The U.S. Department of Agriculture has decided to approve new types of apples that have been genetically modified to not brown soon after after being cut. The company that has developed the Arctic Granny and Arctic Golden varieties – Okanagan Specialty Fruits Inc. – is currently engaging in a voluntary food safety assessment consultation with the Food and Drug Administration regarding the varieties.
According to USDA, the decision to deregulate the apples and allow them to be commercially planted after assessments showed that “the GE apples are unlikely to pose a plant pest risk to agriculture and other plants in the United States” and that “deregulation is not likely to have a significant impact on the human environment.”

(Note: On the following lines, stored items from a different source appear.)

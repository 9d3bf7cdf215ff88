//! Owner notifications over the notification service.

use std::time::Duration;

use reqwest::{header, Client};
use sitepulse_core::notification::{notification_endpoint, Notification, NotificationError};

const REQUEST_TIMEOUT: Duration = Duration::from_secs(30);

/// Sends notifications to the deployment owner.
#[derive(Clone)]
pub struct OwnerNotifier {
    client: Client,
    base_url: Option<String>,
    api_key: Option<String>,
}

impl OwnerNotifier {
    pub fn new(base_url: Option<String>, api_key: Option<String>) -> anyhow::Result<Self> {
        let client = Client::builder().timeout(REQUEST_TIMEOUT).build()?;
        Ok(Self {
            client,
            base_url,
            api_key,
        })
    }

    /// Delivers `notification`.
    ///
    /// Returns `Ok(false)` when the service could not be reached or rejected
    /// the request; configuration problems are errors.
    pub async fn notify(&self, notification: &Notification) -> Result<bool, NotificationError> {
        let base_url = self
            .base_url
            .as_deref()
            .ok_or(NotificationError::UrlNotConfigured)?;
        let api_key = self
            .api_key
            .as_deref()
            .ok_or(NotificationError::KeyNotConfigured)?;
        let endpoint = notification_endpoint(base_url)?;

        let response = self
            .client
            .post(endpoint)
            .header(header::ACCEPT, "application/json")
            .header(header::AUTHORIZATION, format!("Bearer {api_key}"))
            .header("connect-protocol-version", "1")
            .json(notification)
            .send()
            .await;

        match response {
            Ok(response) if response.status().is_success() => Ok(true),
            Ok(response) => {
                let status = response.status();
                let detail = response.text().await.unwrap_or_default();
                tracing::warn!(%status, detail = %detail, "Failed to notify owner");
                Ok(false)
            }
            Err(e) => {
                tracing::warn!(error = %e, "Error calling notification service");
                Ok(false)
            }
        }
    }
}

#[cfg(test)]
mod tests {
    use super::*;
    use axum::{http::HeaderMap, http::StatusCode, routing::post, Json, Router};
    use serde_json::{json, Value};
    use std::sync::{Arc, Mutex};
    use tokio::net::TcpListener;

    type Captured = Arc<Mutex<Vec<(HeaderMap, Value)>>>;

    async fn spawn_service(status: StatusCode, captured: Captured) -> String {
        let app = Router::new().route(
            "/webdevtoken.v1.WebDevService/SendNotification",
            post(move |headers: HeaderMap, Json(body): Json<Value>| async move {
                captured.lock().unwrap().push((headers, body));
                status
            }),
        );

        let listener = TcpListener::bind("127.0.0.1:0").await.unwrap();
        let addr = listener.local_addr().unwrap();
        tokio::spawn(async move {
            axum::serve(listener, app).await.unwrap();
        });
        format!("http://{addr}")
    }

    fn notification() -> Notification {
        Notification::new("New signup", "Ann joined").unwrap()
    }

    #[tokio::test]
    async fn delivers_with_bearer_key() {
        let captured = Captured::default();
        let base = spawn_service(StatusCode::OK, captured.clone()).await;
        let notifier = OwnerNotifier::new(Some(base), Some("key-1".to_string())).unwrap();

        assert_eq!(notifier.notify(&notification()).await, Ok(true));

        let (headers, body) = captured.lock().unwrap().remove(0);
        assert_eq!(headers["authorization"], "Bearer key-1");
        assert_eq!(headers["connect-protocol-version"], "1");
        assert_eq!(body, json!({ "title": "New signup", "content": "Ann joined" }));
    }

    #[tokio::test]
    async fn rejected_request_is_not_delivered() {
        let base = spawn_service(StatusCode::BAD_GATEWAY, Captured::default()).await;
        let notifier = OwnerNotifier::new(Some(base), Some("key-1".to_string())).unwrap();

        assert_eq!(notifier.notify(&notification()).await, Ok(false));
    }

    #[tokio::test]
    async fn unreachable_service_is_not_delivered() {
        let notifier = OwnerNotifier::new(
            Some("http://127.0.0.1:9".to_string()),
            Some("key-1".to_string()),
        )
        .unwrap();

        assert_eq!(notifier.notify(&notification()).await, Ok(false));
    }

    #[tokio::test]
    async fn missing_configuration_is_an_error() {
        let no_url = OwnerNotifier::new(None, Some("key".to_string())).unwrap();
        let no_key = OwnerNotifier::new(Some("http://localhost".to_string()), None).unwrap();

        assert_eq!(
            no_url.notify(&notification()).await,
            Err(NotificationError::UrlNotConfigured)
        );
        assert_eq!(
            no_key.notify(&notification()).await,
            Err(NotificationError::KeyNotConfigured)
        );
    }
}
//! SQLite user repository.

use async_trait::async_trait;
use chrono::Utc;
use sitepulse_core::storage::{format_timestamp, RepositoryError, Result};
use sitepulse_core::users::{plan_upsert, Role, UpsertPlan, UpsertUser, User, UserRepository};
use sqlx::sqlite::SqliteRow;

use super::conversions::{column, parse_timestamp};
use super::error::map_sqlx_error;
use super::schema::{SELECT_USER_BY_OPEN_ID, UPSERT_USER};
use crate::storage::Database;

const ENTITY: &str = "User";

/// SQLite-backed [`UserRepository`].
#[derive(Clone)]
pub struct UserStore {
    db: Database,
    owner_open_id: Option<String>,
}

impl UserStore {
    pub fn new(db: Database, owner_open_id: Option<String>) -> Self {
        Self { db, owner_open_id }
    }
}

#[async_trait]
impl UserRepository for UserStore {
    async fn upsert_user(&self, user: &UpsertUser) -> Result<()> {
        let pool = match self.db.pool().await {
            Ok(pool) => pool,
            Err(RepositoryError::Unavailable) => {
                tracing::warn!(open_id = %user.open_id, "Cannot upsert user: database not available");
                return Err(RepositoryError::Unavailable);
            }
            Err(e) => return Err(e),
        };

        let plan = plan_upsert(user, self.owner_open_id.as_deref(), Utc::now())?;
        let now = format_timestamp(&plan.now);

        sqlx::query(UPSERT_USER)
            .bind(&plan.open_id)
            .bind(UpsertPlan::insert_value(&plan.name))
            .bind(UpsertPlan::insert_value(&plan.email))
            .bind(UpsertPlan::insert_value(&plan.login_method))
            .bind(plan.insert_role.as_str())
            .bind(&now)
            .bind(&now)
            .bind(format_timestamp(&plan.last_signed_in))
            .bind(plan.name.is_some())
            .bind(plan.email.is_some())
            .bind(plan.login_method.is_some())
            .bind(plan.update_role.map(|role| role.as_str()))
            .execute(pool)
            .await
            .map_err(|e| {
                tracing::error!(open_id = %plan.open_id, error = %e, "Failed to upsert user");
                map_sqlx_error(e, ENTITY)
            })?;

        Ok(())
    }

    async fn get_user_by_open_id(&self, open_id: &str) -> Result<Option<User>> {
        let pool = self.db.pool().await?;

        let row = sqlx::query(SELECT_USER_BY_OPEN_ID)
            .bind(open_id)
            .fetch_optional(pool)
            .await
            .map_err(|e| map_sqlx_error(e, ENTITY))?;

        row.as_ref().map(row_to_user).transpose()
    }
}

fn row_to_user(row: &SqliteRow) -> Result<User> {
    let role: String = column(row, "role", ENTITY)?;

    Ok(User {
        id: column(row, "id", ENTITY)?,
        open_id: column(row, "open_id", ENTITY)?,
        name: column(row, "name", ENTITY)?,
        email: column(row, "email", ENTITY)?,
        login_method: column(row, "login_method", ENTITY)?,
        role: role.parse::<Role>().map_err(RepositoryError::Serialization)?,
        created_at: parse_timestamp(row, "created_at", ENTITY)?,
        updated_at: parse_timestamp(row, "updated_at", ENTITY)?,
        last_signed_in: parse_timestamp(row, "last_signed_in", ENTITY)?,
    })
}
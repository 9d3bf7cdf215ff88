use async_trait::async_trait;

use crate::storage::{Result, TimeRange};

use super::{
    BrowserCount, DeviceCount, HeatmapPoint, MetadataCount, NewEvent, NewHeatmapPoint,
    NewPageview, NewVisitorSession, PathViews, Summary, VisitorSession,
};

/// Repository for analytics tracking and reporting queries.
///
/// Implementations only run queries; shaping of JSON metadata and bucketing
/// lives in the pure functions of this module.
#[async_trait]
pub trait AnalyticsRepository: Send + Sync {
    /// Records a new visitor session, linked to a signed-in user if any.
    async fn create_session(&self, session: &NewVisitorSession, user_id: Option<i64>)
        -> Result<()>;

    /// Records a pageview and bumps the session's last activity.
    async fn track_pageview(&self, pageview: &NewPageview) -> Result<()>;

    /// Records an interaction event and bumps the session's last activity.
    async fn track_event(&self, event: &NewEvent) -> Result<()>;

    /// Records a heatmap point.
    async fn track_heatmap(&self, point: &NewHeatmapPoint) -> Result<()>;

    /// Session, pageview and event totals within the range.
    async fn summary(&self, range: TimeRange) -> Result<Summary>;

    /// Most viewed paths, most views first.
    async fn top_pages(&self, limit: i64, range: TimeRange) -> Result<Vec<PathViews>>;

    /// Heatmap points for one path and event type (capped at 10 000).
    async fn heatmap(&self, path: &str, event_type: &str) -> Result<Vec<HeatmapPoint>>;

    /// Newest sessions first.
    async fn recent_sessions(&self, limit: i64) -> Result<Vec<VisitorSession>>;

    async fn device_counts(&self, range: TimeRange) -> Result<Vec<DeviceCount>>;

    async fn browser_counts(&self, range: TimeRange) -> Result<Vec<BrowserCount>>;

    /// Number of sessions created within the range.
    async fn count_sessions(&self, range: TimeRange) -> Result<i64>;

    /// Number of events of one type within the range.
    async fn count_events(&self, event_type: &str, range: TimeRange) -> Result<i64>;

    /// Events of one type grouped by their raw metadata string.
    async fn event_metadata_counts(
        &self,
        event_type: &str,
        range: TimeRange,
    ) -> Result<Vec<MetadataCount>>;

    /// Durations (seconds) of pageviews that recorded one.
    async fn pageview_durations(&self, range: TimeRange) -> Result<Vec<i64>>;
}
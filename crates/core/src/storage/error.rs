use thiserror::Error;

/// Errors that can occur when constructing a time range.
#[derive(Debug, Error, Clone, PartialEq, Eq)]
pub enum TimeRangeError {
    #[error("Invalid time range: start must be before or equal to end")]
    InvalidRange,
}

/// Errors that can occur during repository operations.
#[derive(Debug, Error, Clone, PartialEq, Eq)]
pub enum RepositoryError {
    #[error("{entity_type} not found: {id}")]
    NotFound {
        entity_type: &'static str,
        id: String,
    },
    /// No backing store is configured. Distinct from a failed write against
    /// a configured store.
    #[error("Database not available")]
    Unavailable,
    #[error("Connection failed: {0}")]
    ConnectionFailed(String),
    #[error("Query failed: {0}")]
    QueryFailed(String),
    #[error("Serialization error: {0}")]
    Serialization(String),
    #[error("Invalid data: {0}")]
    InvalidData(String),
}

/// Result type for repository operations.
pub type Result<T> = std::result::Result<T, RepositoryError>;

#[cfg(test)]
mod tests {
    use super::*;

    #[test]
    fn test_time_range_error_display() {
        assert_eq!(
            TimeRangeError::InvalidRange.to_string(),
            "Invalid time range: start must be before or equal to end"
        );
    }

    #[test]
    fn test_repository_error_not_found_display() {
        let error = RepositoryError::NotFound {
            entity_type: "User",
            id: "open-123".to_string(),
        };
        assert_eq!(error.to_string(), "User not found: open-123");
    }

    #[test]
    fn test_repository_error_unavailable_display() {
        assert_eq!(
            RepositoryError::Unavailable.to_string(),
            "Database not available"
        );
    }

    #[test]
    fn test_repository_error_connection_failed_display() {
        let error = RepositoryError::ConnectionFailed("timeout after 30s".to_string());
        assert_eq!(error.to_string(), "Connection failed: timeout after 30s");
    }

    #[test]
    fn test_repository_error_query_failed_display() {
        let error = RepositoryError::QueryFailed("no such table: users".to_string());
        assert_eq!(error.to_string(), "Query failed: no such table: users");
    }

    #[test]
    fn test_repository_error_invalid_data_display() {
        let error = RepositoryError::InvalidData("openId is required".to_string());
        assert_eq!(error.to_string(), "Invalid data: openId is required");
    }
}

According to the company, Arctic apples will age, turn brown and rot like any other fruit, but produce less of the substance that causes browning. So when the apples are sliced or bruised, the fruit’s flesh retains its original color longer instead of turning brown.
Consumer groups opposed to genetically modified foods have indicated their disapproval of USDA’s decision. “Pre-sliced apples are a frequently recalled food product,” noted the Center for Food Safety. “Once the whole fruit is sliced, it has an increased risk of exposure to pathogens. Since browning is a sign that apples are no longer fresh, ‘masking’ this natural signal could lead people to consume contaminated apples.”

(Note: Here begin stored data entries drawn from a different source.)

use serde::{Deserialize, Serialize};

use super::{derive_login_method, is_non_empty, AuthError};

/// Verified contents of a session token.
#[derive(Debug, Clone, PartialEq, Eq, Serialize, Deserialize)]
#[serde(rename_all = "camelCase")]
pub struct SessionPayload {
    pub open_id: String,
    pub app_id: String,
    /// Display name; may be empty.
    pub name: String,
}

/// Response of the code-exchange endpoint.
#[derive(Debug, Clone, PartialEq, Eq, Serialize, Deserialize)]
#[serde(rename_all = "camelCase")]
pub struct TokenResponse {
    pub access_token: String,
    #[serde(default)]
    pub token_type: Option<String>,
    #[serde(default)]
    pub expires_in: Option<i64>,
    #[serde(default)]
    pub refresh_token: Option<String>,
    #[serde(default)]
    pub scope: Option<String>,
    #[serde(default)]
    pub id_token: Option<String>,
}

/// Identity payload exactly as the provider sends it.
///
/// Every field is optional and `platforms` may hold non-string junk; nothing
/// past [`Identity::try_from`] sees this shape.
#[derive(Debug, Clone, Default, Deserialize)]
#[serde(rename_all = "camelCase")]
pub struct RawIdentity {
    #[serde(default)]
    pub open_id: Option<String>,
    #[serde(default)]
    pub project_id: Option<String>,
    #[serde(default)]
    pub name: Option<String>,
    #[serde(default)]
    pub email: Option<String>,
    #[serde(default)]
    pub platform: Option<String>,
    #[serde(default)]
    pub platforms: Vec<serde_json::Value>,
}

/// Validated identity from the provider.
#[derive(Debug, Clone, PartialEq, Eq, Serialize)]
#[serde(rename_all = "camelCase")]
pub struct Identity {
    pub open_id: String,
    pub name: Option<String>,
    pub email: Option<String>,
    /// Canonical login method derived from the provider's platform tags.
    pub login_method: Option<String>,
}

impl TryFrom<RawIdentity> for Identity {
    type Error = AuthError;

    fn try_from(raw: RawIdentity) -> Result<Self, Self::Error> {
        let open_id = raw
            .open_id
            .filter(|id| is_non_empty(id))
            .ok_or(AuthError::MissingOpenId)?;

        let platforms: Vec<&str> = raw
            .platforms
            .iter()
            .filter_map(serde_json::Value::as_str)
            .collect();

        Ok(Self {
            open_id,
            name: raw.name.filter(|name| is_non_empty(name)),
            email: raw.email,
            login_method: derive_login_method(&platforms, raw.platform.as_deref()),
        })
    }
}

These groups are also concerned about the lack of standardized labeling for genetically modified crops and their processed forms. The Environmental Working Groups said that the approval of Arctic apples “underscores the need for a transparent and consistent national labeling standard.”
USDA’s announcement came the day after Sens. Barbara Boxer (D-CA) and Richard Blumenthal (D-CT) and Rep. Peter DeFazio (D-OR) reintroduced legislation to label genetically engineered food.